LA MISION CONJUNTA DEL HIJO Y DEL ESPIRITU

     Aquél que el Padre ha enviado a nuestros corazones, el Espíritu de su Hijo (cf Ga 4, 6) es realmente Dios. Consubstancial con el Padre y el Hijo, es inseparable de ellos, tanto en la vida íntima de la Trinidad como en su don de amor para el mundo. Pero al adorar a la Santísima Trinidad vivificante, consubstancial e individible, la fe de la Iglesia profesa también la distinción de las Personas. Cuando el Padre envía su Verbo, envía también su Aliento: misión conjunta en la que el Hijo y el Espíritu Santo son distintos pero inseparables. Sin ninguna duda, Cristo es quien se manifiesta, Imagen visible de Dios invisible, pero es el Espíritu Santo quien lo revela.

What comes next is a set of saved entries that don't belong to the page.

//! Pure reconciliation decisions.
//!
//! Everything here is a function of the recorded state, the desired spec and
//! what the provider reported. Execution lives in [`LayerEngine`](super::LayerEngine).

use std::fmt;

use lamina_core::{changed, DesiredLayer, IdSource, LayerSpec, RemoteLayerDescriptor, StateRecord};
use serde::Serialize;

/// Where a layer sits in its lifecycle.
#[derive(Debug, Clone, Copy, PartialEq, Eq, Serialize)]
#[serde(rename_all = "snake_case")]
pub enum LayerPhase {
    /// Nothing owned.
    Absent,
    /// A version is owned and recorded.
    Published,
    /// The previously owned version was deleted because the name changed.
    Replaced,
    /// Every version was deleted and the state cleared.
    Removed,
}

impl LayerPhase {
    /// Phase implied by a state record.
    #[must_use]
    pub const fn of(state: &StateRecord) -> Self {
        if state.owns_layer() {
            Self::Published
        } else {
            Self::Absent
        }
    }

    /// Get the phase name for logs.
    #[must_use]
    pub const fn as_str(&self) -> &'static str {
        match self {
            Self::Absent => "absent",
            Self::Published => "published",
            Self::Replaced => "replaced",
            Self::Removed => "removed",
        }
    }
}

impl fmt::Display for LayerPhase {
    fn fmt(&self, f: &mut fmt::Formatter<'_>) -> fmt::Result {
        f.write_str(self.as_str())
    }
}

/// What a deploy did.
#[derive(Debug, Clone, Copy, PartialEq, Eq, Serialize)]
#[serde(rename_all = "snake_case")]
pub enum ReconcileOutcome {
    /// Nothing publishable changed; no remote writes.
    Unchanged,
    /// A new version was published under the recorded name.
    Published,
    /// The previous version was deleted and a new one published under a new
    /// name.
    Replaced,
}

impl fmt::Display for ReconcileOutcome {
    fn fmt(&self, f: &mut fmt::Formatter<'_>) -> fmt::Result {
        f.write_str(match self {
            Self::Unchanged => "unchanged",
            Self::Published => "published",
            Self::Replaced => "replaced",
        })
    }
}

/// Decision for the publish step.
#[derive(Debug, Clone, Copy, PartialEq, Eq)]
pub enum PublishPlan {
    /// Keep the current version.
    Skip,
    /// Publish a new version, uploading the archive first if `upload`.
    Publish {
        /// Whether the archive must be put into the bucket first.
        upload: bool,
    },
}

/// Layer name to deploy under.
///
/// The declared name wins, then the recorded one; otherwise a new
/// `lamina-<id>` name is generated.
#[must_use]
pub fn resolve_name(spec: &LayerSpec, state: &StateRecord, ids: &dyn IdSource) -> String {
    spec.name
        .clone()
        .or_else(|| state.name.clone())
        .unwrap_or_else(|| format!("lamina-{}", ids.next_id()))
}

/// Whether the recorded version belongs to a different name and must be
/// deleted before publishing.
#[must_use]
pub fn needs_replacement(state: &StateRecord, name: &str) -> bool {
    state.name.as_deref().is_some_and(|recorded| recorded != name)
}

/// Decide whether to publish and whether to upload first.
///
/// `previous` must carry the recorded bucket. The archive is uploaded when a
/// bucket is configured and the bucket cannot already hold these bytes: there
/// is no previous version, its content differs, or it was published from a
/// different bucket.
#[must_use]
pub fn plan_publish(
    previous: Option<&RemoteLayerDescriptor>,
    desired: &DesiredLayer<'_>,
) -> PublishPlan {
    if !changed(previous, desired) {
        return PublishPlan::Skip;
    }

    let upload = desired.bucket.is_some()
        && previous.map_or(true, |p| {
            p.content_hash != desired.content_hash || p.bucket.as_deref() != desired.bucket
        });
    PublishPlan::Publish { upload }
}

#[cfg(test)]
#[allow(clippy::unwrap_used)]
mod tests {
    use super::*;
    use lamina_core::{CodeDigest, LayerArn, SequentialIds};

    fn remote(description: &str, bytes: &[u8], bucket: Option<&str>) -> RemoteLayerDescriptor {
        RemoteLayerDescriptor {
            name: "deps".to_owned(),
            description: description.to_owned(),
            content_hash: CodeDigest::of(bytes),
            runtimes: vec!["nodejs20.x".to_owned()],
            version_arn: LayerArn::parse("arn:aws:lambda:us-east-1:1:layer:deps")
                .unwrap()
                .version(1),
            bucket: bucket.map(ToOwned::to_owned),
        }
    }

    fn desired<'a>(
        description: &'a str,
        bytes: &[u8],
        runtimes: &'a [String],
        bucket: Option<&'a str>,
    ) -> DesiredLayer<'a> {
        DesiredLayer {
            description,
            content_hash: CodeDigest::of(bytes),
            runtimes,
            bucket,
        }
    }

    #[test]
    fn name_resolution_order() {
        let ids = SequentialIds::new("n");
        let recorded = StateRecord {
            name: Some("recorded".to_owned()),
            ..StateRecord::default()
        };

        let named = LayerSpec::new("declared", ".");
        assert_eq!(resolve_name(&named, &recorded, &ids), "declared");

        let unnamed = LayerSpec::default();
        assert_eq!(resolve_name(&unnamed, &recorded, &ids), "recorded");
        assert_eq!(
            resolve_name(&unnamed, &StateRecord::default(), &ids),
            "lamina-n1"
        );
    }

    #[test]
    fn replacement_only_on_recorded_rename() {
        let recorded = StateRecord {
            name: Some("old".to_owned()),
            ..StateRecord::default()
        };
        assert!(needs_replacement(&recorded, "new"));
        assert!(!needs_replacement(&recorded, "old"));
        assert!(!needs_replacement(&StateRecord::default(), "new"));
    }

    #[test]
    fn unchanged_layer_is_skipped() {
        let runtimes = vec!["nodejs20.x".to_owned()];
        let previous = remote("d1", b"zip", Some("artifacts"));
        let plan = plan_publish(
            Some(&previous),
            &desired("d1", b"zip", &runtimes, Some("artifacts")),
        );
        assert_eq!(plan, PublishPlan::Skip);
    }

    #[test]
    fn first_publish_uploads_when_bucket_set() {
        let runtimes = vec!["nodejs20.x".to_owned()];
        assert_eq!(
            plan_publish(None, &desired("d1", b"zip", &runtimes, Some("artifacts"))),
            PublishPlan::Publish { upload: true }
        );
        assert_eq!(
            plan_publish(None, &desired("d1", b"zip", &runtimes, None)),
            PublishPlan::Publish { upload: false }
        );
    }

    #[test]
    fn metadata_change_reuses_uploaded_object() {
        let runtimes = vec!["nodejs20.x".to_owned()];
        let previous = remote("d1", b"zip", Some("artifacts"));
        assert_eq!(
            plan_publish(
                Some(&previous),
                &desired("d2", b"zip", &runtimes, Some("artifacts"))
            ),
            PublishPlan::Publish { upload: false }
        );
    }

    #[test]
    fn content_or_bucket_change_uploads() {
        let runtimes = vec!["nodejs20.x".to_owned()];
        let previous = remote("d1", b"zip", Some("artifacts"));
        assert_eq!(
            plan_publish(
                Some(&previous),
                &desired("d1", b"other", &runtimes, Some("artifacts"))
            ),
            PublishPlan::Publish { upload: true }
        );
        assert_eq!(
            plan_publish(
                Some(&previous),
                &desired("d1", b"zip", &runtimes, Some("elsewhere"))
            ),
            PublishPlan::Publish { upload: true }
        );
    }

    #[test]
    fn dropping_the_bucket_republishes_inline() {
        let runtimes = vec!["nodejs20.x".to_owned()];
        let previous = remote("d1", b"zip", Some("artifacts"));
        assert_eq!(
            plan_publish(Some(&previous), &desired("d1", b"zip", &runtimes, None)),
            PublishPlan::Publish { upload: false }
        );
    }

    #[test]
    fn phase_follows_ownership() {
        assert_eq!(LayerPhase::of(&StateRecord::default()), LayerPhase::Absent);
        let owned = StateRecord {
            name: Some("deps".to_owned()),
            arn: Some(LayerArn::parse("arn:aws:lambda:us-east-1:1:layer:deps").unwrap()),
            ..StateRecord::default()
        };
        assert_eq!(LayerPhase::of(&owned), LayerPhase::Published);
        assert_eq!(LayerPhase::Replaced.to_string(), "replaced");
    }
}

     Jesús es Cristo, "ungido", porque el Espíritu es su Unción y todo lo que sucede a partir de la Encarnación mana de esta plenitud. Cuando por fin Cristo es glorificado, puede a su vez, de junto al Padre, enviar el Espíritu a los que creen en él: El les comunica su Gloria, es decir, el Espíritu Santo que lo glorifica. La misión conjunta se desplegará desde entonces en los hijos adoptados por el Padre en el Cuerpo de su Hijo: la misión del Espíritu de adopción será unirlos a Cristo y hacerles vivir en El:
"La noción de la unción sugiere... que no hay ninguna distancia entre el Hijo y el Espíritu. En efecto, de la misma manera que entre la superficie del cuerpo y la unción del aceite ni la razón ni los sentidos conocen ningún intermediario, así es inmediato el contacto del Hijo con el Espíritu... de tal modo que quien va a tener contacto con el Hijo por la fe tiene que tener antes contacto necesariamente con el óleo. En efecto, no hay parte alguna que esté desnuda del Espíritu Santo. Por eso es por lo que la confesión del Señorío del Hijo se hace en el Espíritu Santo por aquellos que la aceptan, viniendo el Espíritu desde todas partes delante de los que se acercan por la fe. (San Gregorio Niceno)."



 

El Espíritu Santo en la Iglesia actual (Juan Pablo II)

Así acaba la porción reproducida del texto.